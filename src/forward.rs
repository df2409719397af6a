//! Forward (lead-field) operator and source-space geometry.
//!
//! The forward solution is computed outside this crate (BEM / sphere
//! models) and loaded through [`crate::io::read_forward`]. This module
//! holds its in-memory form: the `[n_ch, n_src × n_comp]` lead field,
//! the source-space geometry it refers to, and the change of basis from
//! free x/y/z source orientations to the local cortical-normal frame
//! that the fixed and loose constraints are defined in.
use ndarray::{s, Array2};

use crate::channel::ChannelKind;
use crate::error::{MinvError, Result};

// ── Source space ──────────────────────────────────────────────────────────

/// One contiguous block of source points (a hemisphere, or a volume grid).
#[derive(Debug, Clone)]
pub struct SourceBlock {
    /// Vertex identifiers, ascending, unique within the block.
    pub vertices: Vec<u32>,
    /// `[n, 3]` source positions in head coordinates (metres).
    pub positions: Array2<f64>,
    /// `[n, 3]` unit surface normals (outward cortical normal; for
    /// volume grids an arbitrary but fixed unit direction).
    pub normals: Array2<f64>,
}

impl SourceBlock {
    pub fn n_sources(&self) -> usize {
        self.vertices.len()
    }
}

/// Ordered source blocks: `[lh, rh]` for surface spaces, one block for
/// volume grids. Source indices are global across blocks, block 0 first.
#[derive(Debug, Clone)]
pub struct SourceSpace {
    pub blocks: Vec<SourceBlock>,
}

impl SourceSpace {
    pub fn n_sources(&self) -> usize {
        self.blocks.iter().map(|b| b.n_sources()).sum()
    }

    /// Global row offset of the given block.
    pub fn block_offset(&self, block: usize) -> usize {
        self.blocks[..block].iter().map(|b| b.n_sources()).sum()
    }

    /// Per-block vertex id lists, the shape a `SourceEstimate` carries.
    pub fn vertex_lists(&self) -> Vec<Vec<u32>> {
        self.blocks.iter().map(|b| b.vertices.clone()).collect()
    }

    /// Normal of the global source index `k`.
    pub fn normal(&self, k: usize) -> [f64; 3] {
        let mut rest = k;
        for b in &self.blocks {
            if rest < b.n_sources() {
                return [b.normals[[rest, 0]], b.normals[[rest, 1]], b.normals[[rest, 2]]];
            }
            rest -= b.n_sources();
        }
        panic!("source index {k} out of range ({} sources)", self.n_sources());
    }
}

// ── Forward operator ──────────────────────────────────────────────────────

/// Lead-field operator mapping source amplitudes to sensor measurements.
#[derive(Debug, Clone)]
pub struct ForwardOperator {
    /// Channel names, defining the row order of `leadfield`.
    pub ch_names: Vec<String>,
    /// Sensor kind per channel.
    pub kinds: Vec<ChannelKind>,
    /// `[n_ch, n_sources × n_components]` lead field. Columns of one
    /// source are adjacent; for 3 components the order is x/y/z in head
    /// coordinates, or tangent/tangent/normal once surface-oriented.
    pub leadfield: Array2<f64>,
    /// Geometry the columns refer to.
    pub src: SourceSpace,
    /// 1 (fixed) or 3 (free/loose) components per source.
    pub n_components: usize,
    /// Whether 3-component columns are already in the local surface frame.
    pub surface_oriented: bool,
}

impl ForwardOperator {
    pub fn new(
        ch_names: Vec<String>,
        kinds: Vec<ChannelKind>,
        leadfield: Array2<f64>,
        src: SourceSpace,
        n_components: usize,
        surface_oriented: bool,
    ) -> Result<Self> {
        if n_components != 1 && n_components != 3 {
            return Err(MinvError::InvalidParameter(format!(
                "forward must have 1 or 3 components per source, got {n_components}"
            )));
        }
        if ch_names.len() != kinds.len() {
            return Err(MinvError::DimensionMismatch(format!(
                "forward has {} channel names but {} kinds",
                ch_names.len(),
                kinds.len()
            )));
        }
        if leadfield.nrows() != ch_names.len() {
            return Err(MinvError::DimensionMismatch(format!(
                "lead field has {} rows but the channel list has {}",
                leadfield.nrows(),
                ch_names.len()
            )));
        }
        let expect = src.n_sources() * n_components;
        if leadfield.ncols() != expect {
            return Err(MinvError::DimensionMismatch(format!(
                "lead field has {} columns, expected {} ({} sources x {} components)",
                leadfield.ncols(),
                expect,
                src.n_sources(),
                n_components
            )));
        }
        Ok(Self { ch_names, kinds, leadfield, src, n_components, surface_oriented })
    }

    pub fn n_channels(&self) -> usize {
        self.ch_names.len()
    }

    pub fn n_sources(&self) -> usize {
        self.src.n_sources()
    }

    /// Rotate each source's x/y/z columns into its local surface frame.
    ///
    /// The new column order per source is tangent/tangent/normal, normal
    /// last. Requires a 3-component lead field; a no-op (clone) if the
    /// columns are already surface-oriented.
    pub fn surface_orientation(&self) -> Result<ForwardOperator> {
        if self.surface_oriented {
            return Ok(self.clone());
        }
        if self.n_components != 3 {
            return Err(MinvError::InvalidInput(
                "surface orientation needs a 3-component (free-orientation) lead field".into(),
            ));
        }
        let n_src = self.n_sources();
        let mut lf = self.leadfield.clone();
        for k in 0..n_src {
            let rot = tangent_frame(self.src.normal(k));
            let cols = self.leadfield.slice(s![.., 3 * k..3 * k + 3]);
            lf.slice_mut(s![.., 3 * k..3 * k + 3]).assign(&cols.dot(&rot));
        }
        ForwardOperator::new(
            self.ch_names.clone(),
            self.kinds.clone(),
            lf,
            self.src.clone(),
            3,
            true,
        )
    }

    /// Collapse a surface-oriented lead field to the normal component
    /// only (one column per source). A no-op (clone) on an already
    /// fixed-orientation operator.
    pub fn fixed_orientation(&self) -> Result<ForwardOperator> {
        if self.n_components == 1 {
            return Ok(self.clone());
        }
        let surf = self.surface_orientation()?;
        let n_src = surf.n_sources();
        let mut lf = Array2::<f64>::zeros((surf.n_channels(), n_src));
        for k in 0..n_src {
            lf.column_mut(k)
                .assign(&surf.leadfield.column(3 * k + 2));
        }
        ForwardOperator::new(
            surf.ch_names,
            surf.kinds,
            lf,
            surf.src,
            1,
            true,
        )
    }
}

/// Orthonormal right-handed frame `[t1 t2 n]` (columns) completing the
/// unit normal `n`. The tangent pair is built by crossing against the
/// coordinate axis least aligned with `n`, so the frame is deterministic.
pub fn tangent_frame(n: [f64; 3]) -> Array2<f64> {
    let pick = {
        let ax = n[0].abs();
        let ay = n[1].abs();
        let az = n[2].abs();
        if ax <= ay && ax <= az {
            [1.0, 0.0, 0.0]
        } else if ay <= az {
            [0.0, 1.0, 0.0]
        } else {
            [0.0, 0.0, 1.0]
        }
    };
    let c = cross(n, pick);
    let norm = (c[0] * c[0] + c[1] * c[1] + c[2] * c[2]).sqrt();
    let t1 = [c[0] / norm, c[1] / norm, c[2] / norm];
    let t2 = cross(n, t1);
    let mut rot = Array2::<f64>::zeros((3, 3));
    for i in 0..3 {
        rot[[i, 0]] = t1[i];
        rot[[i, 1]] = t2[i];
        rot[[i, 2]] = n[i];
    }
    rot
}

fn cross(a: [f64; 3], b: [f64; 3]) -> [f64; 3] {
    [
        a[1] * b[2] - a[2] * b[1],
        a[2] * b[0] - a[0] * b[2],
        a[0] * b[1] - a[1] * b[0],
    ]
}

========================

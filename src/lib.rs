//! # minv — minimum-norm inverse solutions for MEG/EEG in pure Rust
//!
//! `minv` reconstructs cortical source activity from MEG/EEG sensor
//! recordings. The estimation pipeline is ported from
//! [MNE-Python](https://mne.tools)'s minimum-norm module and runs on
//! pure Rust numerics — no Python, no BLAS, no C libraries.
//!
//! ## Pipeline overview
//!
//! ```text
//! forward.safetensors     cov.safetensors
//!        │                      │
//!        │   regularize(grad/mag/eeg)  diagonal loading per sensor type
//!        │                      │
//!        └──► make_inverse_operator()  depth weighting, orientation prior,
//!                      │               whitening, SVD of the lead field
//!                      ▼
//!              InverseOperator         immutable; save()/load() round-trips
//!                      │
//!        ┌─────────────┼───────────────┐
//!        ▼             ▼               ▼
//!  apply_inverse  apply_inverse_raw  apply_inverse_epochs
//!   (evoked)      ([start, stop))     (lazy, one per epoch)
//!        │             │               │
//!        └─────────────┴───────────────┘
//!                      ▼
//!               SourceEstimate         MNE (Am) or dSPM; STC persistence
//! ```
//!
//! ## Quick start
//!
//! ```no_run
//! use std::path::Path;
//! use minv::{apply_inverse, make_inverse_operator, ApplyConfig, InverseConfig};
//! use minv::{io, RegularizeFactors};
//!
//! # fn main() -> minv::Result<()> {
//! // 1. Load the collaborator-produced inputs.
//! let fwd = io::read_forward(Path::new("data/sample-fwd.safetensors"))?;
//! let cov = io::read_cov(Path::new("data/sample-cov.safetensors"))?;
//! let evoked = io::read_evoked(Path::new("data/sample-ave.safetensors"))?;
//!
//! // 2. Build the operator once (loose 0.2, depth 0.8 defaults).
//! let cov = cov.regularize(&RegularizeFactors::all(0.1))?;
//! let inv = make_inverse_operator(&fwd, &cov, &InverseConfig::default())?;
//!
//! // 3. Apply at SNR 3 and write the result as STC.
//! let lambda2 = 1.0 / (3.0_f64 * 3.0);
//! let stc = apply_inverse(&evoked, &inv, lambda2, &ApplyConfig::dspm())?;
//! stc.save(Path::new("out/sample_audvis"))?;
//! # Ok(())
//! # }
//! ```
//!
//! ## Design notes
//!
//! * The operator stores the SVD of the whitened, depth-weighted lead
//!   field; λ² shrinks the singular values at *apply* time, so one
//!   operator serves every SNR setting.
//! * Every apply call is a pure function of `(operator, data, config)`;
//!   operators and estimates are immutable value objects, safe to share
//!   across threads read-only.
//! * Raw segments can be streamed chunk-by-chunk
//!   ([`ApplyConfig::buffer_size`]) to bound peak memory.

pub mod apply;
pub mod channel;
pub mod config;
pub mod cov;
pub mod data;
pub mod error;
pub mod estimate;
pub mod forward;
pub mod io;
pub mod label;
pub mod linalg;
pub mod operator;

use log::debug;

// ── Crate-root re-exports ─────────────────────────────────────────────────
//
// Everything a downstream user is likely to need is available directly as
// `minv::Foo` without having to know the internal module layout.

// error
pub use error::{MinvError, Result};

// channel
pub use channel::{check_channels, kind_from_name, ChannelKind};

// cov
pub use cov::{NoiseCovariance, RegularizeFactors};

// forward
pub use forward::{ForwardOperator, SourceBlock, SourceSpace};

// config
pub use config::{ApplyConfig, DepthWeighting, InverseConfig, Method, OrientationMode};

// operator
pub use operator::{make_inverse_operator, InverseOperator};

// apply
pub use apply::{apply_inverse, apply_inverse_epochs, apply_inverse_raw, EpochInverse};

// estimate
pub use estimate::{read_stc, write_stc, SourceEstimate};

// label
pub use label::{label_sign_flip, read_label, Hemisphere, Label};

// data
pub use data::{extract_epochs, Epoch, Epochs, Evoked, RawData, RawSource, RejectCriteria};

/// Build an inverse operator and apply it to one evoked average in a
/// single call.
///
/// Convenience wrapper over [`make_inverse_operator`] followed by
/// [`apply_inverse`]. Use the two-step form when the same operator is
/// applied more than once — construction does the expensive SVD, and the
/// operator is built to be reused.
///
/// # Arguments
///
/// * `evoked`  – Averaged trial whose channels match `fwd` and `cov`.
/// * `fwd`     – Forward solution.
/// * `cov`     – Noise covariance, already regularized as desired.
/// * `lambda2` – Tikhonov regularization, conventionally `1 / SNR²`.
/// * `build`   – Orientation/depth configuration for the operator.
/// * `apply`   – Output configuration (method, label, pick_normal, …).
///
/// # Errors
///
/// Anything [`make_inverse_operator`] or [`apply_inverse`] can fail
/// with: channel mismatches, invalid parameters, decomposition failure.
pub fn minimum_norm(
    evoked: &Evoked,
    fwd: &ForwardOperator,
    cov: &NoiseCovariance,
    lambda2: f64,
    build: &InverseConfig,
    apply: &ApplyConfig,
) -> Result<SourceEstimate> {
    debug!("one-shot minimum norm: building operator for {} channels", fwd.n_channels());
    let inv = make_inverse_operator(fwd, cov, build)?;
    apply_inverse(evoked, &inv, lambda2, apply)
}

========================

**YOUR GOAL**: The reply should consist of one number, the count of lines above with the string "NoiseCovariance" in them.

**YOUR RESPONSE**: 2